## Task description
Write out the data again in full, exactly as it reads.

----------

//! Upstream ticker price fetcher.

use reqwest::{StatusCode, Url};
use serde::{Deserialize, Serialize};
use tracing::debug;

use crate::config::UpstreamConfig;
use crate::error::FetchError;

/// One `{symbol, price}` entry of the ticker response.
///
/// The price is kept as the decimal string the API returned; parsing is
/// left to the publisher.
#[derive(Debug, Clone, PartialEq, Eq, Serialize, Deserialize)]
pub struct PriceRecord {
    pub symbol: String,
    pub price: String,
}

impl PriceRecord {
    pub fn new(symbol: impl Into<String>, price: impl Into<String>) -> Self {
        Self {
            symbol: symbol.into(),
            price: price.into(),
        }
    }
}

/// Fetches ticker prices for a list of symbols in a single request.
#[derive(Debug, Clone)]
pub struct PriceFetcher {
    client: reqwest::Client,
    base_url: Url,
}

impl PriceFetcher {
    /// Create a fetcher for the configured upstream.
    pub fn new(config: &UpstreamConfig) -> anyhow::Result<Self> {
        let base_url = Url::parse(&config.base_url)
            .map_err(|e| anyhow::anyhow!("Invalid upstream URL {}: {}", config.base_url, e))?;

        let mut builder = reqwest::Client::builder();
        if let Some(timeout) = config.timeout() {
            builder = builder.timeout(timeout);
        }
        let client = builder
            .build()
            .map_err(|e| anyhow::anyhow!("Failed to build HTTP client: {}", e))?;

        Ok(Self { client, base_url })
    }

    /// Build the request URL: `<base_url>?symbols=<urlencoded JSON array>`.
    pub fn request_url(&self, symbols: &[String]) -> Result<Url, FetchError> {
        let encoded = serde_json::to_string(symbols)?;
        let mut url = self.base_url.clone();
        url.query_pairs_mut().append_pair("symbols", &encoded);
        Ok(url)
    }

    /// Fetch current prices for `symbols`.
    ///
    /// Issues exactly one GET. Any status other than 200 is an error and
    /// its body is discarded unread.
    pub async fn fetch_prices(&self, symbols: &[String]) -> Result<Vec<PriceRecord>, FetchError> {
        let url = self.request_url(symbols)?;
        debug!(%url, count = symbols.len(), "Fetching prices");

        let response = self.client.get(url).send().await?;

        let status = response.status();
        if status != StatusCode::OK {
            return Err(FetchError::UpstreamStatus(status));
        }

        let body = response.bytes().await?;
        let records: Vec<PriceRecord> = serde_json::from_slice(&body)?;

        debug!(count = records.len(), "Fetched prices");
        Ok(records)
    }
}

----------

## Answer to this exercise
//! Upstream ticker price fetcher.

use reqwest::{StatusCode, Url};
use serde::{Deserialize, Serialize};
use tracing::debug;

use crate::config::UpstreamConfig;
use crate::error::FetchError;

/// One `{symbol, price}` entry of the ticker response.
///
/// The price is kept as the decimal string the API returned; parsing is
/// left to the publisher.
#[derive(Debug, Clone, PartialEq, Eq, Serialize, Deserialize)]
pub struct PriceRecord {
    pub symbol: String,
    pub price: String,
}

impl PriceRecord {
    pub fn new(symbol: impl Into<String>, price: impl Into<String>) -> Self {
        Self {
            symbol: symbol.into(),
            price: price.into(),
        }
    }
}

/// Fetches ticker prices for a list of symbols in a single request.
#[derive(Debug, Clone)]
pub struct PriceFetcher {
    client: reqwest::Client,
    base_url: Url,
}

impl PriceFetcher {
    /// Create a fetcher for the configured upstream.
    pub fn new(config: &UpstreamConfig) -> anyhow::Result<Self> {
        let base_url = Url::parse(&config.base_url)
            .map_err(|e| anyhow::anyhow!("Invalid upstream URL {}: {}", config.base_url, e))?;

        let mut builder = reqwest::Client::builder();
        if let Some(timeout) = config.timeout() {
            builder = builder.timeout(timeout);
        }
        let client = builder
            .build()
            .map_err(|e| anyhow::anyhow!("Failed to build HTTP client: {}", e))?;

        Ok(Self { client, base_url })
    }

    /// Build the request URL: `<base_url>?symbols=<urlencoded JSON array>`.
    pub fn request_url(&self, symbols: &[String]) -> Result<Url, FetchError> {
        let encoded = serde_json::to_string(symbols)?;
        let mut url = self.base_url.clone();
        url.query_pairs_mut().append_pair("symbols", &encoded);
        Ok(url)
    }

    /// Fetch current prices for `symbols`.
    ///
    /// Issues exactly one GET. Any status other than 200 is an error and
    /// its body is discarded unread.
    pub async fn fetch_prices(&self, symbols: &[String]) -> Result<Vec<PriceRecord>, FetchError> {
        let url = self.request_url(symbols)?;
        debug!(%url, count = symbols.len(), "Fetching prices");

        let response = self.client.get(url).send().await?;

        let status = response.status();
        if status != StatusCode::OK {
            return Err(FetchError::UpstreamStatus(status));
        }

        let body = response.bytes().await?;
        let records: Vec<PriceRecord> = serde_json::from_slice(&body)?;

        debug!(count = records.len(), "Fetched prices");
        Ok(records)
    }
}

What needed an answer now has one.